Hometown Heroes: Audrey Adams

By Joan Frances –

Audrey Adams.

Founded on June 14th, 1775, the United States Armed Forces are committed to protecting America’s freedom at home and abroad. For many years, the military was taken for granted, returning veterans were ignored and not adequately compensated for the grueling memories of war. One resident of Fort Bend County who served in the military and has devoted her time to helping her fellow veterans is Audrey Adams.

Adams is a wife, mother and grandmother. She has been married for 36 years to Russell Adams, Jr. They have a combined family of one daughter, Leslie; three sons, Jacob, Joseph and Russell III; eight grandchildren and two great-grandchildren. The Adams have lived in Sugar Land for the past 12 years.

Adams earned a Practical Nurse License then enlisted in the Army at the age of 26 to enhance her finances and education. After enlistment, she was assigned to a Mobile Army Surgical Hospital, the 159th MASH, as a medical non-commissioned officer (NCO).  She met Russell there, then he transferred to another unit.

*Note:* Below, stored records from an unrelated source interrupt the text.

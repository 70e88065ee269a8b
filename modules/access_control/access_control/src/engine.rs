//! Access decision engine.
//!
//! A decision walks the precedence table top to bottom; the first row whose
//! condition holds decides the outcome. When no row matches, the caller is
//! denied for lacking a required role.

use std::fmt;

use access_control_sdk::{AccessDecision, AccessDenied, AllowedRoleSet, DenialKind, Grant, Role};
use things_security::CallerContext;

/// Rows of the precedence table, in evaluation order.
#[derive(Clone, Copy, Debug, PartialEq, Eq)]
pub enum PrecedenceRule {
    AnyWildcard,
    NoneWildcard,
    ApplicationAdministrator,
    ResourceOwner,
}

impl PrecedenceRule {
    #[must_use]
    pub const fn name(self) -> &'static str {
        match self {
            Self::AnyWildcard => "any_wildcard",
            Self::NoneWildcard => "none_wildcard",
            Self::ApplicationAdministrator => "application_administrator",
            Self::ResourceOwner => "resource_owner",
        }
    }
}

impl fmt::Display for PrecedenceRule {
    fn fmt(&self, f: &mut fmt::Formatter<'_>) -> fmt::Result {
        f.write_str(self.name())
    }
}

#[derive(Clone, Copy)]
enum Outcome {
    Allow(Grant),
    Disabled,
}

/// Inputs visible to a precedence condition.
struct Subject<'a> {
    caller: &'a CallerContext,
    resource_owner: Option<&'a str>,
}

struct Row {
    rule: PrecedenceRule,
    applies: fn(&AllowedRoleSet, &Subject<'_>) -> bool,
    outcome: Outcome,
}

static PRECEDENCE: [Row; 4] = [
    Row {
        rule: PrecedenceRule::AnyWildcard,
        applies: any_wildcard,
        outcome: Outcome::Allow(Grant::AnyRole),
    },
    Row {
        rule: PrecedenceRule::NoneWildcard,
        applies: none_wildcard,
        outcome: Outcome::Disabled,
    },
    Row {
        rule: PrecedenceRule::ApplicationAdministrator,
        applies: privileged_administrator,
        outcome: Outcome::Allow(Grant::ApplicationAdministrator),
    },
    Row {
        rule: PrecedenceRule::ResourceOwner,
        applies: resource_owner,
        outcome: Outcome::Allow(Grant::ResourceOwner),
    },
];

fn any_wildcard(roles: &AllowedRoleSet, _: &Subject<'_>) -> bool {
    roles.contains(Role::Any)
}

fn none_wildcard(roles: &AllowedRoleSet, _: &Subject<'_>) -> bool {
    roles.contains(Role::None)
}

fn privileged_administrator(roles: &AllowedRoleSet, subject: &Subject<'_>) -> bool {
    roles.contains(Role::ApplicationAdministrator)
        && subject.caller.is_authenticated()
        && subject.caller.is_privileged()
}

fn resource_owner(roles: &AllowedRoleSet, subject: &Subject<'_>) -> bool {
    roles.contains(Role::SelfOwner)
        && subject
            .caller
            .subject_id()
            .zip(subject.resource_owner)
            .is_some_and(|(caller_id, owner_id)| caller_id == owner_id)
}

/// The precedence order the engine applies.
pub fn precedence() -> impl Iterator<Item = PrecedenceRule> {
    PRECEDENCE.iter().map(|row| row.rule)
}

/// Decide whether `caller` may invoke an operation configured with `roles`.
///
/// `self` never grants here because no resource owner is known; use
/// [`decide_for_owner`] on resource-scoped operations.
#[must_use]
pub fn decide(roles: &AllowedRoleSet, caller: &CallerContext) -> AccessDecision {
    evaluate(
        roles,
        &Subject {
            caller,
            resource_owner: None,
        },
    )
}

/// Like [`decide`], additionally granting `self` when the caller owns the
/// resource identified by `owner_id`.
#[must_use]
pub fn decide_for_owner(
    roles: &AllowedRoleSet,
    caller: &CallerContext,
    owner_id: &str,
) -> AccessDecision {
    evaluate(
        roles,
        &Subject {
            caller,
            resource_owner: Some(owner_id),
        },
    )
}

fn evaluate(roles: &AllowedRoleSet, subject: &Subject<'_>) -> AccessDecision {
    let caller = subject.caller.label();

    for row in &PRECEDENCE {
        if !(row.applies)(roles, subject) {
            continue;
        }
        return match row.outcome {
            Outcome::Allow(grant) => {
                tracing::debug!(rule = %row.rule, caller, "access allowed");
                AccessDecision::Allow(grant)
            }
            Outcome::Disabled => {
                tracing::debug!(rule = %row.rule, caller, "access denied, operation disabled");
                AccessDecision::Deny(AccessDenied::new(
                    DenialKind::OperationDisabled,
                    format!("operation is disabled; {caller} may not invoke it"),
                ))
            }
        };
    }

    let reason = format!("{caller} is not a superuser; operation requires one of {roles}");
    tracing::debug!(rule = "missing_role", caller, %reason, "access denied");
    AccessDecision::Deny(AccessDenied::new(DenialKind::MissingRole, reason))
}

Several years later, they wound up in the same Aviation Air Ambulance unit; he was the 1st Sergeant, and she was a Flight Medic/Training NCO.  Just two years later in 1984, the two married.

Randi Jobert, Audrey Adams and Cameron Breaux sending care packages overseas to troops through the adopt a platoon program.

After 12 years, Adams left the service due to a knee and neck injury. With the help and support of her husband and the GI Bill, she was able to earn a Nursing degree and worked in Louisiana for 10 years. Russell retired after 28 years in the Army. After they moved to Sugar Land, Adams worked at Sugar Land Methodist Hospital in the Emergency Room, then later in day surgery and the recovery room.

Adams joined the Disabled American Veterans (DAV) Chapter 233 of Fort Bend County eight years ago. “The DAV is a non-profit advocacy organization for veterans and their families,” said Adams.  “For the past two and a half years, I have been a Chapter Service Officer (CSO), and I just became the Commander, which I’m very passionate about. As a CSO I really feel that I make a difference in people’s lives. These are our veterans, young and old, male and female. They are those who have bravely served our country from all branches of military service from World War II, Korea, Vietnam, Iraq, Kuwait and Afghanistan and the Middle East. As a volunteer, I educate our veterans on their benefits and help them retrieve their records and documentation needed to file for their benefits. I sit with about four veterans each month helping them go through their files to find the evidence they need to file for their benefits. My goal is to help provide the best representation I can to all injured and ill veterans and their dependents.

Audrey Adams.

“As a member of the DAV, our mission is dedicated to empowering veterans to lead high-quality lives with respect and dignity. The goal is to help the veterans and their families accomplish this by assisting them to access the full range of available benefits they have earned through their military service.  I help promote public awareness regarding the challenges veterans face when transitioning back into civilian life.  I’m proud to be a woman veteran and honored to be a member of this great organization.”

In addition to her tireless devotion to the DAV, Adams is a sign language interpreter and also serves on the medical team at River Pointe Church in Richmond. Thank you Audrey Adams for your service in the past, today and tomorrow. Fort Bend County is so fortunate to have a resplendent angel like you helping to make life better for our veterans.